═══ Supplied information ═══

//! Port for the external messaging client.

pub mod client;

pub use client::ChatClient;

═══

§ Exercise objective
All the lines of the material above must be given again exactly.

§ Result for this task
//! Port for the external messaging client.

pub mod client;

pub use client::ChatClient;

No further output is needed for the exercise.